- _Assignment_
Return each line of the records below that contains the word "executor".

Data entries
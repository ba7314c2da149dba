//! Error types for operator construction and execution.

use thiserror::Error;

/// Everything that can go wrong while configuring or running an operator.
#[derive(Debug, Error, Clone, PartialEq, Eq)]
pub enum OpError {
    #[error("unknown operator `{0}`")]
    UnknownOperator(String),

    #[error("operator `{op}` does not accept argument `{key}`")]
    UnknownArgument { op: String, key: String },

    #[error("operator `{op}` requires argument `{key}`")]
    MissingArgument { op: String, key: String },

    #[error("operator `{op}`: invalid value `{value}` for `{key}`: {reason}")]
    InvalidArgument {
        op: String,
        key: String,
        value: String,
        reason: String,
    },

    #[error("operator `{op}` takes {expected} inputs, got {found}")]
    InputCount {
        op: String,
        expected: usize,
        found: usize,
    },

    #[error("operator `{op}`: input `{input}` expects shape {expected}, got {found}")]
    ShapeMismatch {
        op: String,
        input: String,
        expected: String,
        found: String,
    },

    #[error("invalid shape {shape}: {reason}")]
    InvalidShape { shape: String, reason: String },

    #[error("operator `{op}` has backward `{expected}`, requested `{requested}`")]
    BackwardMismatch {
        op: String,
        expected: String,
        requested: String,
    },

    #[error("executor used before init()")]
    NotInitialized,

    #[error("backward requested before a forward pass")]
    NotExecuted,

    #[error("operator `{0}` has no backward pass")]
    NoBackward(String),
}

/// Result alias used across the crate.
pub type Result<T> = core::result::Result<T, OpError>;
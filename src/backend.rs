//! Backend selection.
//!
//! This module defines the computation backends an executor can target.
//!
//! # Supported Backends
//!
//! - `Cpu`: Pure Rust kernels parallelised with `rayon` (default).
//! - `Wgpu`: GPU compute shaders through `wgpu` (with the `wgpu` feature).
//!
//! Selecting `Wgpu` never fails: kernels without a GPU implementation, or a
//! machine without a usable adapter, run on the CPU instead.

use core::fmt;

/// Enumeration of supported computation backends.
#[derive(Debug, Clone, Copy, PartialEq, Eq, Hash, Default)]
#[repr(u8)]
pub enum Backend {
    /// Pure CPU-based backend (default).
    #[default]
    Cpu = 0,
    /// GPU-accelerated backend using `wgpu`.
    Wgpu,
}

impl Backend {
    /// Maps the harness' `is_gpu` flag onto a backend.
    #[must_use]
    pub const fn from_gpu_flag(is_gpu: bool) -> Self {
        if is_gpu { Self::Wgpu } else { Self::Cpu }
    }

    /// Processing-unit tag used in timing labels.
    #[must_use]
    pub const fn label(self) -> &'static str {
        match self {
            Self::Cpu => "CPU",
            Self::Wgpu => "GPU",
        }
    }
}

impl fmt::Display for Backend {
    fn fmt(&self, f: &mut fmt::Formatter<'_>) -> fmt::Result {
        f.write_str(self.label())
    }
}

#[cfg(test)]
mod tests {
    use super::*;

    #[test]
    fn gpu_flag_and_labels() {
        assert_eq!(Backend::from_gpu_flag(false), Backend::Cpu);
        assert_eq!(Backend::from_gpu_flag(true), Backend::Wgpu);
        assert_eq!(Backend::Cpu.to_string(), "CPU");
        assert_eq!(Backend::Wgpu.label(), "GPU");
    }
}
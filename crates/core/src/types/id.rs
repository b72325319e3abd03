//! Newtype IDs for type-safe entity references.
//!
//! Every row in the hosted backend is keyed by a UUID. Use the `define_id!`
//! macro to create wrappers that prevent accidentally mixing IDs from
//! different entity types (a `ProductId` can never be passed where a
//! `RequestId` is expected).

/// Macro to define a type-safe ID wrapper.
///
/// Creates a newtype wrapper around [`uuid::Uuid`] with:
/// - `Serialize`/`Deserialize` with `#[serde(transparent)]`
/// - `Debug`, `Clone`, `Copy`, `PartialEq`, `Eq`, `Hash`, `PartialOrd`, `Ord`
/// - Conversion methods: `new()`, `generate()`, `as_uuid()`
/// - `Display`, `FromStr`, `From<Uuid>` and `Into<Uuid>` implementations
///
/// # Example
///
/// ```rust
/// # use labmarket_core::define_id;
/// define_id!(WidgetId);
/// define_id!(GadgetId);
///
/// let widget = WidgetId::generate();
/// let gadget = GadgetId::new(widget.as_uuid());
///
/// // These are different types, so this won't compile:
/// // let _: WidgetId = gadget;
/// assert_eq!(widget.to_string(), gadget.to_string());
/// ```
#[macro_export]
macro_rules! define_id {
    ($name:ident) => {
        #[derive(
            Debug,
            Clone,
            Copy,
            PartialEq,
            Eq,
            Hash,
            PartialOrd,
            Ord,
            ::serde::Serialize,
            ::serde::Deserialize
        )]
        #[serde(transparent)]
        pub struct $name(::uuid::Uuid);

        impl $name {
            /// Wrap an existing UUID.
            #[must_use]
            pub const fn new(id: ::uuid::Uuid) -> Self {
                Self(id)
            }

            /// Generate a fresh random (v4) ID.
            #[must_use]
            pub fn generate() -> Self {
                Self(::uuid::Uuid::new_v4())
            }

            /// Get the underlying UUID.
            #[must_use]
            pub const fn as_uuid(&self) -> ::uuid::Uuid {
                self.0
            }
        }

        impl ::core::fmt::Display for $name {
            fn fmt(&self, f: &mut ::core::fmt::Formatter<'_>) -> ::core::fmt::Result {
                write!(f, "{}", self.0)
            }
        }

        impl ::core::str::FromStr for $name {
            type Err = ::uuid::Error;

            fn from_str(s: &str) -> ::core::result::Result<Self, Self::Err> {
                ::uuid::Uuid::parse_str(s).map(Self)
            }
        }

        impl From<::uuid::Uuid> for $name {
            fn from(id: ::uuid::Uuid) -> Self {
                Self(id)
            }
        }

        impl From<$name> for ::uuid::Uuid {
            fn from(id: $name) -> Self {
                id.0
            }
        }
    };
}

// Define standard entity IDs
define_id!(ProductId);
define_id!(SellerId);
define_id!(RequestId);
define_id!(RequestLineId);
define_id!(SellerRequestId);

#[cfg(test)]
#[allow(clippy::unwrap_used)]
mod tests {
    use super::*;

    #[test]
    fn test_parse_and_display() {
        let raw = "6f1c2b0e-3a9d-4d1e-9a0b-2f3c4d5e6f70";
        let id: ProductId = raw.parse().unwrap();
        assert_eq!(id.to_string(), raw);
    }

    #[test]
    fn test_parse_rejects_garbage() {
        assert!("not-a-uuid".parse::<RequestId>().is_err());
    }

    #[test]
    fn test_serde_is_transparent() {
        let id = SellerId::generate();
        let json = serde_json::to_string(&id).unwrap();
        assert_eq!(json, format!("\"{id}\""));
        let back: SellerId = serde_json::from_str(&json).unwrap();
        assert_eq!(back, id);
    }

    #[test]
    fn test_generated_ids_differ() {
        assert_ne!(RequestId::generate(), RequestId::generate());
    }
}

- _Response area_
    #[error("executor used before init()")]
//! This module defines the computation backends an executor can target.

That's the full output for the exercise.